Using these mushrooms in your stuffing adds some biologically active compounds that may protect against cancer and inflammation. A 2015 study in the American Journal of Clinical Nutrition concluded that regular consumption of these mushrooms resulted in improved immunity, and a reduction in the pro-inflammatory compound C-reactive protein.
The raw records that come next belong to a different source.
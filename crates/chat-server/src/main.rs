//! Chat Agent HTTP Server
//!
//! Axum-based service exposing a tool-using chat agent backed by a
//! local Ollama instance.

mod agent;
mod handlers;
mod settings;
mod state;

use std::sync::Arc;

use tower_http::{
    cors::{Any, CorsLayer},
    trace::TraceLayer,
};
use tracing_subscriber::{layer::SubscriberExt, util::SubscriberInitExt};

use agent_core::LlmProvider;
use agent_runtime::OllamaProvider;

use crate::agent::AgentCell;
use crate::settings::Settings;
use crate::state::AppState;

#[tokio::main]
async fn main() -> anyhow::Result<()> {
    // Initialize tracing
    tracing_subscriber::registry()
        .with(tracing_subscriber::EnvFilter::new(
            std::env::var("RUST_LOG").unwrap_or_else(|_| "info,tower_http=debug".into()),
        ))
        .with(tracing_subscriber::fmt::layer())
        .init();

    // Load and validate settings; a bad environment aborts startup
    let settings = Settings::load()?;
    tracing::info!(
        provider = %settings.provider,
        model = %settings.model,
        environment = %settings.environment,
        "Settings loaded"
    );

    // Best-effort startup probe; the agent itself is built lazily on
    // the first chat request
    match OllamaProvider::from_env() {
        Ok(provider) => match provider.health_check().await {
            Ok(true) => {
                tracing::info!("✓ Connected to Ollama");
                if let Ok(models) = provider.list_models().await {
                    for model in models {
                        tracing::info!("  Model: {}", model.id);
                    }
                }
            }
            Ok(false) | Err(_) => {
                tracing::warn!("⚠ Ollama not available - chat requests will fail");
                tracing::warn!("  Make sure Ollama is running: ollama serve");
            }
        },
        Err(e) => {
            tracing::warn!("⚠ Ollama misconfigured: {}", e);
        }
    }

    // Build application state around the construct-once agent cell
    let state = AppState {
        agents: Arc::new(AgentCell::new(settings)),
    };

    // CORS configuration
    let cors = CorsLayer::new()
        .allow_origin(Any)
        .allow_methods(Any)
        .allow_headers(Any);

    // Build router
    let app = handlers::router(state)
        .layer(cors)
        .layer(TraceLayer::new_for_http());

    // Start server
    let addr = std::env::var("BIND_ADDR").unwrap_or_else(|_| "0.0.0.0:8000".into());
    let listener = tokio::net::TcpListener::bind(&addr).await?;

    tracing::info!("🚀 chat-server running on http://{}", addr);
    tracing::info!("Endpoints:");
    tracing::info!("  GET  /health - Liveness check");
    tracing::info!("  POST /chat   - Send message to the agent");

    axum::serve(listener, app).await?;

    Ok(())
}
Most people know about making cauliflower mash, as a substitute for the high-carb regular mashed potatoes. This also prevents a big blood sugar spike! But what about “cauliflower macaroni and cheese?” I have the recipe posted at my website and it’s awesome for both children and adults.

Coconut water

In my cranberry sauce recipe, I always replace the plain water with a high quality coconut water and it doesn’t alter the flavor at all! Coconut water is hydrating, and it contains compounds that are anti-fungal and antioxidant in nature. It may help if you are prone to kidney stone formation or if you have diabetes. You can substitute coconut water in any recipe that calls for water. 

Tea seed oil

Tea seed comes from the seeds of Camellia synesis. That’s the plant that gives us green tea.  The Tea Seed oil is cold-pressed and very popular in other countries. With a mild, neutral flavor this would be great to substitute for another inferior oil such as vegetable or canola. It has anti-fungal, antioxidant and anti-inflammatory benefits.

Pumpkin seed oil

Add two teaspoons to your pumpkin pie filling before cooking it for a profoundly richer flavor and powerful medicinal benefits. Its rich in vitamin E, zinc, omega fatty acids and is well known to support prostate and breast health.

Dried tart cherries

Instead of cranberries (or in addition to), you can cut some dried tart cherries into your stuffing. These are known to contain natural melatonin which is deeply relaxing. They’ve been studied for their ability to support gout. Tart cherries reduce muscle breakdown and speed up recovery during fitness according to studies. They have virtually no fat or sodium and taste very satisfying and not too sweet.

Almond flour

To get the pain-relieving benefits of almonds, use ground almond flour instead of all-purpose flour for your gravy. If you want to reduce the sodium content commonly found in traditional gravy that starts with chicken broth, just substitute plain water! To avoid compromising flavor, you’ll want to add spices like onion and garlic powder, smoked paprika and fresh rosemary.

A ripe avocado — the new superfood


Instead of mayo, you can use a crushed avocado as a spread. This might be something you do with leftover turkey subs.